It is significant that The Book of Ariel appears on Seraphic Secret today. It is exactly two years (secular time) since Ariel was niftar.
We are charging $23.95. All proceeds will go to the Ariel Avrech Memorial Fund. We hope that The Book of Ariel will allow you to know our son Ariel, ZT"L.
Cost includes shipping and handling. Online payment accepted via PayPal to robert.avrech@gmail.com, or send checks to:
Seraphic Press
1531 Cardiff Ave
Los Angeles, CA 90035
Posted by Jackie at 04:27 AM | Comments (4)
June 29, 2005
Ariel's Seraphic School Friends
Posted by Ari Z. Miller:
"You can go in."
With these four words I traveled back two years in time. I was visiting the home of Ariel's parents, Robert and Karen Avrech, with my friend Yehudah Kaplan and his brother Mordechai. I had not been in the house since the shiva and found myself looking at the art pieces on the wall, the striking photographs, the modern leather couches that were the temporary shul for the Yamim Noraim, the High Holy Days, and of course Robert's Emmy sitting on the mantle.

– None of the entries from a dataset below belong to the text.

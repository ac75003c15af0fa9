use serde::Serialize;
use std::collections::HashMap;

use crate::dashboard::models::{ChatMessage, MessageId};

/// 上位ユーザーとして表示する人数
pub const DEFAULT_TOP_N: usize = 5;

/// ランキングの1エントリ
#[derive(Debug, Clone, PartialEq, Eq, Serialize)]
pub struct RankedUser {
    pub id: MessageId,
    pub author: String,
    pub message_count: usize,
}

/// 発言数上位ユーザーのランキング
///
/// N位と同数のユーザーはすべて含めるため、件数がNを超えることがある。
#[derive(Debug, Clone, PartialEq, Eq, Serialize)]
pub struct TopUsersRanking {
    /// 発言数の降順
    ranked: Vec<RankedUser>,
    /// 集計対象となった (id, author) の組数
    total_distinct: usize,
    /// 選出に使った境界の発言数
    threshold: usize,
}

impl TopUsersRanking {
    /// ランキングを計算。メッセージが無い場合は`None`（データなし）
    pub fn compute(messages: &[ChatMessage], top_n: usize) -> Option<Self> {
        let mut counts: HashMap<(&MessageId, &str), usize> = HashMap::new();
        for message in messages {
            *counts
                .entry((message.id(), message.author()))
                .or_insert(0) += 1;
        }

        if counts.is_empty() {
            return None;
        }

        let mut all_users: Vec<RankedUser> = counts
            .into_iter()
            .map(|((id, author), message_count)| RankedUser {
                id: id.clone(),
                author: author.to_string(),
                message_count,
            })
            .collect();

        // 同数は (id, author) の昇順で並べて結果を決定的にする
        all_users.sort_by(|a, b| {
            b.message_count
                .cmp(&a.message_count)
                .then_with(|| a.id.cmp(&b.id))
                .then_with(|| a.author.cmp(&b.author))
        });

        let total_distinct = all_users.len();
        let boundary = top_n.max(1).min(total_distinct);
        let threshold = all_users[boundary - 1].message_count;
        all_users.retain(|user| user.message_count >= threshold);

        tracing::debug!(
            total_distinct,
            threshold,
            selected = all_users.len(),
            "🏆 Top users ranked"
        );

        Some(Self {
            ranked: all_users,
            total_distinct,
            threshold,
        })
    }

    /// 発言数の降順
    pub fn ranked(&self) -> &[RankedUser] {
        &self.ranked
    }

    /// 横棒グラフ用の並び（発言数の昇順）
    pub fn display_order(&self) -> Vec<&RankedUser> {
        self.ranked.iter().rev().collect()
    }

    pub fn total_distinct(&self) -> usize {
        self.total_distinct
    }

    pub fn threshold(&self) -> usize {
        self.threshold
    }

    pub fn len(&self) -> usize {
        self.ranked.len()
    }

    pub fn is_empty(&self) -> bool {
        self.ranked.is_empty()
    }
}

#[cfg(test)]
mod tests {
    use super::*;
    use crate::chat_management::EmoteMap;
    use chrono::NaiveDateTime;

    fn messages_for(counts: &[(&str, &str, usize)]) -> Vec<ChatMessage> {
        let at = NaiveDateTime::parse_from_str("2024-01-01 09:00", "%Y-%m-%d %H:%M").unwrap();
        let emotes = EmoteMap::new();
        counts
            .iter()
            .flat_map(|&(id, author, count)| {
                (0..count).map(move |_| (id, author))
            })
            .map(|(id, author)| ChatMessage::new(id, author, at, None, &emotes))
            .collect()
    }

    #[test]
    fn test_strict_sequence_returns_exactly_five() {
        let messages = messages_for(&[
            ("1", "A", 9),
            ("2", "B", 8),
            ("3", "C", 7),
            ("4", "D", 6),
            ("5", "E", 5),
            ("6", "F", 4),
            ("7", "G", 3),
        ]);
        let ranking = TopUsersRanking::compute(&messages, DEFAULT_TOP_N).unwrap();

        assert_eq!(ranking.len(), 5);
        assert_eq!(ranking.threshold(), 5);
        assert_eq!(ranking.total_distinct(), 7);
        let authors: Vec<&str> = ranking.ranked().iter().map(|u| u.author.as_str()).collect();
        assert_eq!(authors, vec!["A", "B", "C", "D", "E"]);
    }

    #[test]
    fn test_ties_at_boundary_are_included() {
        let messages = messages_for(&[
            ("1", "A", 9),
            ("2", "B", 8),
            ("3", "C", 7),
            ("4", "D", 6),
            ("5", "E", 5),
            ("6", "F", 5),
            ("7", "G", 5),
            ("8", "H", 1),
        ]);
        let ranking = TopUsersRanking::compute(&messages, DEFAULT_TOP_N).unwrap();

        assert_eq!(ranking.len(), 7);
        assert!(ranking.ranked().iter().all(|u| u.message_count >= 5));
        assert!(!ranking.ranked().iter().any(|u| u.author == "H"));
    }

    #[test]
    fn test_fewer_groups_than_n() {
        let messages = messages_for(&[("1", "A", 3), ("2", "B", 1)]);
        let ranking = TopUsersRanking::compute(&messages, DEFAULT_TOP_N).unwrap();

        assert_eq!(ranking.len(), 2);
        assert_eq!(ranking.threshold(), 1);
        assert_eq!(ranking.total_distinct(), 2);
    }

    #[test]
    fn test_single_group() {
        let messages = messages_for(&[("1", "A", 4)]);
        let ranking = TopUsersRanking::compute(&messages, DEFAULT_TOP_N).unwrap();

        assert_eq!(ranking.len(), 1);
        assert!(!ranking.is_empty());
    }

    #[test]
    fn test_empty_input_is_no_data() {
        assert!(TopUsersRanking::compute(&[], DEFAULT_TOP_N).is_none());
    }

    #[test]
    fn test_same_id_different_author_are_separate_groups() {
        let messages = messages_for(&[("1", "OldName", 2), ("1", "NewName", 3)]);
        let ranking = TopUsersRanking::compute(&messages, DEFAULT_TOP_N).unwrap();

        assert_eq!(ranking.total_distinct(), 2);
        assert_eq!(ranking.ranked()[0].author, "NewName");
    }

    #[test]
    fn test_display_order_is_ascending() {
        let messages = messages_for(&[("1", "A", 3), ("2", "B", 1), ("3", "C", 2)]);
        let ranking = TopUsersRanking::compute(&messages, DEFAULT_TOP_N).unwrap();

        let counts: Vec<usize> = ranking
            .display_order()
            .iter()
            .map(|u| u.message_count)
            .collect();
        assert_eq!(counts, vec![1, 2, 3]);
    }

    #[test]
    fn test_zero_n_is_treated_as_one() {
        let messages = messages_for(&[("1", "A", 3), ("2", "B", 3), ("3", "C", 1)]);
        let ranking = TopUsersRanking::compute(&messages, 0).unwrap();

        assert_eq!(ranking.len(), 2);
    }
}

Yehuda and I explored the house. And then, Robert walked by as we passed Ariel's room.
"You can go in," he said.
Yehudah and I looked at each other trying to guage what the other wanted to do. Finally, we both shrugged our shoulders and stepped into our friend Ariel's bedroom.

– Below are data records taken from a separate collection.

//! メッセージCSV・絵文字対照表CSVの読み込み

use csv::{ReaderBuilder, StringRecord};
use std::fs::File;
use std::io::Read;
use std::path::Path;
use thiserror::Error;
use tracing::{debug, info, warn};

use super::datetime::parse_timestamp;
use crate::chat_management::{EmoteEntry, EmoteMap};
use crate::dashboard::models::ChatMessage;

/// 入力ファイル読み込み時のエラー
#[derive(Error, Debug)]
pub enum LoadError {
    /// メッセージファイルが存在しない
    #[error("Messages source not found: {path}")]
    MissingSourceFile { path: String },

    /// 必須カラムがヘッダーに無い
    #[error("Missing required column '{column}' in {source_name}")]
    MissingColumn { column: String, source_name: String },

    /// CSVの構造エラー
    #[error("CSV error in {source_name}: {source}")]
    Csv {
        source_name: String,
        #[source]
        source: csv::Error,
    },

    /// I/Oエラー
    #[error("File I/O error: {0}")]
    Io(#[from] std::io::Error),
}

impl LoadError {
    fn csv(source_name: &str, source: csv::Error) -> Self {
        Self::Csv {
            source_name: source_name.to_string(),
            source,
        }
    }

    fn missing_column(column: &str, source_name: &str) -> Self {
        Self::MissingColumn {
            column: column.to_string(),
            source_name: source_name.to_string(),
        }
    }
}

/// メッセージ読み込み結果
#[derive(Debug, Clone, Default)]
pub struct LoadedMessages {
    pub messages: Vec<ChatMessage>,
    /// 日時を解析できず破棄した行数
    pub dropped_rows: usize,
}

impl LoadedMessages {
    pub fn total_rows(&self) -> usize {
        self.messages.len() + self.dropped_rows
    }
}

/// メッセージCSVのカラム位置
struct MessageColumns {
    id: usize,
    author: usize,
    datetime: usize,
    message: usize,
}

impl MessageColumns {
    fn locate(headers: &StringRecord, source_name: &str) -> Result<Self, LoadError> {
        let find = |column: &str| {
            headers
                .iter()
                .position(|header| header.trim() == column)
                .ok_or_else(|| LoadError::missing_column(column, source_name))
        };

        Ok(Self {
            id: find("id")?,
            author: find("author")?,
            datetime: find("datetime")?,
            message: find("message")?,
        })
    }
}

/// メッセージCSVファイルを読み込む
pub fn load_messages(path: impl AsRef<Path>, emotes: &EmoteMap) -> Result<LoadedMessages, LoadError> {
    let path = path.as_ref();
    if !path.exists() {
        return Err(LoadError::MissingSourceFile {
            path: path.display().to_string(),
        });
    }

    let file = File::open(path)?;
    let loaded = read_messages(file, emotes, &path.display().to_string())?;

    info!(
        path = %path.display(),
        messages = loaded.messages.len(),
        dropped = loaded.dropped_rows,
        "📁 Messages loaded"
    );
    if loaded.dropped_rows > 0 {
        warn!(
            dropped = loaded.dropped_rows,
            "⚠️ Rows without a parseable datetime were dropped"
        );
    }

    Ok(loaded)
}

/// 任意のリーダーからメッセージCSVを読み込む
pub fn read_messages<R: Read>(
    reader: R,
    emotes: &EmoteMap,
    source_name: &str,
) -> Result<LoadedMessages, LoadError> {
    let mut reader = ReaderBuilder::new()
        .has_headers(true)
        .flexible(true)
        .from_reader(reader);

    let headers = reader
        .headers()
        .map_err(|e| LoadError::csv(source_name, e))?
        .clone();
    let columns = MessageColumns::locate(&headers, source_name)?;

    let mut loaded = LoadedMessages::default();
    for (row, record) in reader.records().enumerate() {
        let record = record.map_err(|e| LoadError::csv(source_name, e))?;
        let field = |index: usize| record.get(index).unwrap_or("");

        let Some(timestamp) = parse_timestamp(field(columns.datetime)) else {
            debug!(row = row + 1, raw = field(columns.datetime), "Dropping row without datetime");
            loaded.dropped_rows += 1;
            continue;
        };

        let text = Some(field(columns.message))
            .filter(|text| !text.is_empty())
            .map(str::to_string);

        loaded.messages.push(ChatMessage::new(
            field(columns.id).trim(),
            field(columns.author),
            timestamp,
            text,
            emotes,
        ));
    }

    Ok(loaded)
}

/// 絵文字対照表CSVを読み込む。ファイルが無い場合は空の対照表を返す
pub fn load_emotes(path: impl AsRef<Path>) -> Result<EmoteMap, LoadError> {
    let path = path.as_ref();
    if !path.exists() {
        info!(
            path = %path.display(),
            "Emote table not found, emoji codes will stay as text"
        );
        return Ok(EmoteMap::new());
    }

    let file = File::open(path)?;
    let emotes = read_emotes(file, &path.display().to_string())?;
    info!(path = %path.display(), emotes = emotes.len(), "📁 Emote table loaded");
    Ok(emotes)
}

/// 任意のリーダーから絵文字対照表CSVを読み込む
pub fn read_emotes<R: Read>(reader: R, source_name: &str) -> Result<EmoteMap, LoadError> {
    let mut reader = ReaderBuilder::new()
        .has_headers(true)
        .flexible(true)
        .from_reader(reader);

    let headers = reader
        .headers()
        .map_err(|e| LoadError::csv(source_name, e))?
        .clone();
    let position = |column: &str| {
        headers
            .iter()
            .position(|header| header.trim() == column)
            .ok_or_else(|| LoadError::missing_column(column, source_name))
    };
    let code_column = position("emoji")?;
    let link_column = position("link")?;

    let mut emotes = EmoteMap::new();
    for record in reader.records() {
        let record = record.map_err(|e| LoadError::csv(source_name, e))?;
        let code = record.get(code_column).unwrap_or("").trim();
        if code.is_empty() {
            continue;
        }
        let link = record.get(link_column).unwrap_or("").trim();
        emotes.insert(EmoteEntry::new(code, link));
    }

    Ok(emotes)
}

#[cfg(test)]
mod tests {
    use super::*;

    const MESSAGES_CSV: &str = "\
id,author,datetime,message,extra
1,A,2024-01-01 09:00:00,hi :smile:,x
2,B,2024-01-01 09:30:00,yo,x
3,C,not a date,dropped,x
4,D,,also dropped,x
5,E,2024-01-02 10:00:00,,x
";

    const EMOTES_CSV: &str = "\
emoji,link,count
:smile:,http://x/s.png,10
:wave:,http://x/w.png,3
";

    #[test]
    fn test_read_messages_drops_bad_datetimes() {
        let emotes = read_emotes(EMOTES_CSV.as_bytes(), "emotes.csv").unwrap();
        let loaded = read_messages(MESSAGES_CSV.as_bytes(), &emotes, "messages.csv").unwrap();

        assert_eq!(loaded.messages.len(), 3);
        assert_eq!(loaded.dropped_rows, 2);
        assert_eq!(loaded.total_rows(), 5);

        let first = &loaded.messages[0];
        assert_eq!(first.author(), "A");
        assert!(first.display_text().unwrap().contains("http://x/s.png"));

        // 空の本文は本文なしとして扱う
        assert_eq!(loaded.messages[2].text(), None);
    }

    #[test]
    fn test_missing_column_is_reported() {
        let csv = "id,author,message\n1,A,hi\n";
        let result = read_messages(csv.as_bytes(), &EmoteMap::new(), "messages.csv");

        assert!(matches!(
            result,
            Err(LoadError::MissingColumn { ref column, .. }) if column == "datetime"
        ));
    }

    #[test]
    fn test_quoted_fields() {
        let csv = "id,author,datetime,message\n1,\"Doe, J\",2024-01-01 00:00:00,\"a, \"\"b\"\"\"\n";
        let loaded = read_messages(csv.as_bytes(), &EmoteMap::new(), "messages.csv").unwrap();

        assert_eq!(loaded.messages[0].author(), "Doe, J");
        assert_eq!(loaded.messages[0].text(), Some("a, \"b\""));
    }

    #[test]
    fn test_read_emotes() {
        let emotes = read_emotes(EMOTES_CSV.as_bytes(), "emotes.csv").unwrap();

        assert_eq!(emotes.len(), 2);
        assert_eq!(emotes.get(":wave:"), Some("http://x/w.png"));
    }

    #[test]
    fn test_missing_emote_file_is_empty_map() {
        let emotes = load_emotes("/definitely/not/here/emotes.csv").unwrap();
        assert!(emotes.is_empty());
    }

    #[test]
    fn test_missing_messages_file_is_error() {
        let result = load_messages("/definitely/not/here/messages.csv", &EmoteMap::new());
        assert!(matches!(result, Err(LoadError::MissingSourceFile { .. })));
    }
}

I saw the familiar bar mitzvah invitation that hung from his wall, Ariel's drawing of a super hero, a poem by Ariel, his beloved Transformers, our class picture from Yeshiva Gedolah, more seforim than I could ever imagine fitting into one room, and finally I saw Ariel's wrist watch.
I have a thing for watches and I am usually able to remember who wears what time piece. Ariel's watch is something that has always stayed vividly in my memory. It has a black leather band, a white face and a gold bezel. I looked at the watch, wanting to touch it, yet at the same time not wanting to.

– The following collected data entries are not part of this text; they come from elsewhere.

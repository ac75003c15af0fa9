//! 読み込み済みデータと表示設定をまとめたアプリケーションコンテキスト
//!
//! 起動時に一度だけ構築し、以降はセッションから読み取り専用で参照する。

use chrono::{NaiveDate, NaiveTime};
use tracing::info;

use super::config_manager::{DataConfig, DisplayConfig};
use super::models::ChatMessage;
use crate::analytics::{compute_emote_usage, EmoteUsage, GridRange};
use crate::chat_management::{EmoteMap, FilterCriteria};
use crate::io::datetime::end_of_day;
use crate::io::{load_emotes, load_messages, LoadError};

#[derive(Debug, Clone)]
pub struct AppContext {
    messages: Vec<ChatMessage>,
    emotes: EmoteMap,
    display: DisplayConfig,
    dropped_rows: usize,
}

impl AppContext {
    /// 絵文字対照表とメッセージを読み込む
    ///
    /// 表示用テキストの計算に対照表が必要なため、対照表を先に読む。
    pub fn load(data: &DataConfig, display: &DisplayConfig) -> Result<Self, LoadError> {
        let emotes = load_emotes(&data.emotes_path)?.with_emote_size(display.emote_size);
        let loaded = load_messages(&data.messages_path, &emotes)?;

        let context = Self {
            messages: loaded.messages,
            emotes,
            display: display.clone(),
            dropped_rows: loaded.dropped_rows,
        };
        info!(
            messages = context.messages.len(),
            emotes = context.emotes.len(),
            "🚀 Dashboard data ready"
        );
        Ok(context)
    }

    /// 読み込み済みの値から作成
    pub fn from_parts(messages: Vec<ChatMessage>, emotes: EmoteMap, display: DisplayConfig) -> Self {
        Self {
            messages,
            emotes,
            display,
            dropped_rows: 0,
        }
    }

    pub fn messages(&self) -> &[ChatMessage] {
        &self.messages
    }

    pub fn emotes(&self) -> &EmoteMap {
        &self.emotes
    }

    pub fn display(&self) -> &DisplayConfig {
        &self.display
    }

    pub fn dropped_rows(&self) -> usize {
        self.dropped_rows
    }

    /// データセット全体の最初と最後の日付
    pub fn date_bounds(&self) -> Option<(NaiveDate, NaiveDate)> {
        let first = self.messages.iter().map(ChatMessage::date).min()?;
        let last = self.messages.iter().map(ChatMessage::date).max()?;
        Some((first, last))
    }

    /// 入力が無いときの期間（最初の日の0:00から最後の日の終わりまで）
    pub fn default_range(&self) -> Option<GridRange> {
        self.date_bounds()
            .map(|(first, last)| GridRange::from_parts(first, NaiveTime::MIN, last, end_of_day()))
    }

    /// フィルター条件の境界を既定値で補ったグリッド期間
    ///
    /// データが空の場合は指定された片側の境界の日付で補う。どちらも無ければ`None`。
    pub fn resolve_range(&self, criteria: &FilterCriteria) -> Option<GridRange> {
        let default = self.default_range();
        let start = criteria
            .start
            .or(default.map(|range| range.start))
            .or_else(|| criteria.end.map(|end| end.date().and_time(NaiveTime::MIN)))?;
        let end = criteria
            .end
            .or(default.map(|range| range.end))
            .unwrap_or_else(|| start.date().and_time(end_of_day()));
        Some(GridRange::new(start, end))
    }

    /// 全メッセージに対する絵文字の使用回数
    pub fn emote_usage(&self) -> Vec<EmoteUsage> {
        compute_emote_usage(&self.emotes, &self.messages)
    }
}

The room looks much as it did when Ariel was alive, and I realized that time was standing still on Ariel's wrist watch. I suppose over the last two years the battery has drained and aside for the watch being accurate twice a day, it just sits there.
I jump back two years and remember spending time in this room with my friend Ariel. I remember learning Torah with him on Shabbos afternoons, watching movies with him in the living room, eating a small snack in the kitchen, and schmoozing in the den. I remember the Sukkah party our classmates gave for Ariel in the front patio; we ate pizza, guzzled coke, told stories of our high school years. Memories are everywhere. The smells in the house trigger vivid memories, the doorbell chimes and even more memories come flooding into my consciousness.
One Shabbos afternoon Ariel, Robert and I were looking through a guns and ammo magazine. I did not know that Robert owned a gun and that he is something of a marksman. I never spoke about politics with Robert and I suppose I simply assumed that he was probably just another Hollywood Liberal. Those who know Robert will tell you that he is anything but. That Shabbos afternoon, we talked about the right to bear arms. Robert promised to take us all shooting one day--when Ariel was well enough..
Today, two years later, Robert took us shooting, just as he said he would.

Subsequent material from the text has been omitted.